Strengths and Limitations
Strengths:
- Standards‑conformant, open‑source stack integrating MLflow, DVC, Git and MINIO automates lifecycle provenance and issues verifiable digital identities for datasets and models.
- Modular, on‑premise‑ready architecture records checksums and executable lineage (code, parameters, artifacts), reducing manual documentation while explicitly avoiding storage of raw PHI in the passport artifact.
Limitations:
- Post‑deployment monitoring is pending: drift detection, outlier detection and in‑use performance metrics are not yet integrated into the Passport artifact itself.

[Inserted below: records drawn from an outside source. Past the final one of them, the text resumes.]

//! What the worker was asked to do, and whether a delivered event should
//! start a run.

use std::path::PathBuf;

use anyhow::{bail, Context, Result};
use tracing::info;
use vigil_core::{
    config::Config,
    trigger::{verify_signature, TriggerEvent, PULL_REQUEST_EVENT},
    ChangeRef,
};

pub const USAGE: &str = "usage: vigil-worker run <owner/repo> <number>\n       vigil-worker event [PAYLOAD_FILE]";

#[derive(Debug, Clone, PartialEq, Eq)]
pub enum Invocation {
    /// Check a change directly.
    Run(ChangeRef),
    /// Decode a webhook payload from a file, or stdin when no path is given.
    Event { path: Option<PathBuf> },
}

impl Invocation {
    /// Parse arguments, program name excluded. No arguments means an event
    /// on stdin.
    pub fn parse(args: &[String]) -> Result<Self> {
        match args {
            [] => Ok(Self::Event { path: None }),
            [cmd, repo, number] if cmd == "run" => {
                if !repo.contains('/') {
                    bail!("repository must be owner/name, got {repo:?}");
                }
                let number: u64 = number
                    .parse()
                    .with_context(|| format!("invalid change number {number:?}"))?;
                Ok(Self::Run(ChangeRef::new(repo.as_str(), number)))
            }
            [cmd] if cmd == "event" => Ok(Self::Event { path: None }),
            [cmd, path] if cmd == "event" => Ok(Self::Event {
                path: Some(PathBuf::from(path)),
            }),
            _ => bail!("{USAGE}"),
        }
    }
}

/// A delivered webhook: event name, raw body and optional signature header.
pub struct Delivery<'a> {
    pub event: &'a str,
    pub body: &'a [u8],
    pub signature: &'a str,
}

impl Delivery<'_> {
    /// Event name from `GITHUB_EVENT_NAME`, defaulting to `pull_request`.
    pub fn event_name_from_env() -> String {
        std::env::var("GITHUB_EVENT_NAME").unwrap_or_else(|_| PULL_REQUEST_EVENT.to_string())
    }

    /// Signature header value from `WEBHOOK_SIGNATURE`, empty when unset.
    pub fn signature_from_env() -> String {
        std::env::var("WEBHOOK_SIGNATURE").unwrap_or_default()
    }

    /// The change to run for, or `None` when the event is ignored. A bad
    /// signature or malformed payload is an error.
    pub fn accept(&self, config: &Config) -> Result<Option<ChangeRef>> {
        if !verify_signature(&config.webhook_secret, self.body, self.signature) {
            bail!("webhook signature mismatch");
        }
        let payload: serde_json::Value =
            serde_json::from_slice(self.body).context("event payload is not JSON")?;
        let Some(trigger) = TriggerEvent::from_github(self.event, &payload)? else {
            info!(event = self.event, "ignoring event");
            return Ok(None);
        };
        if !trigger.starts_run() {
            info!(repo = %trigger.repo, number = trigger.number, action = %trigger.action, "action does not start a run");
            return Ok(None);
        }
        Ok(Some(trigger.change()))
    }
}

#[cfg(test)]
mod tests {
    use super::*;

    fn args(a: &[&str]) -> Vec<String> {
        a.iter().map(|s| s.to_string()).collect()
    }

    #[test]
    fn parses_direct_run() {
        assert_eq!(
            Invocation::parse(&args(&["run", "org/repo", "12"])).unwrap(),
            Invocation::Run(ChangeRef::new("org/repo", 12))
        );
    }

    #[test]
    fn parses_event_sources() {
        assert_eq!(Invocation::parse(&[]).unwrap(), Invocation::Event { path: None });
        assert_eq!(
            Invocation::parse(&args(&["event", "payload.json"])).unwrap(),
            Invocation::Event {
                path: Some(PathBuf::from("payload.json"))
            }
        );
    }

    #[test]
    fn rejects_bad_arguments() {
        assert!(Invocation::parse(&args(&["run", "org/repo", "twelve"])).is_err());
        assert!(Invocation::parse(&args(&["run", "repo", "1"])).is_err());
        assert!(Invocation::parse(&args(&["serve"])).is_err());
    }
}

- Current implementation targets centralized workflows and was validated in prostate MRI; it does not yet support federated learning — generalizability and cross‑site portability require local validation in other modalities and settings.
Bottom Line
AIPassport is ready for on‑premise pilots to standardize AI lineage and audits for pharmacy and to reduce documentation burden; next steps are to integrate in‑use monitoring and to validate locally across sites and modalities.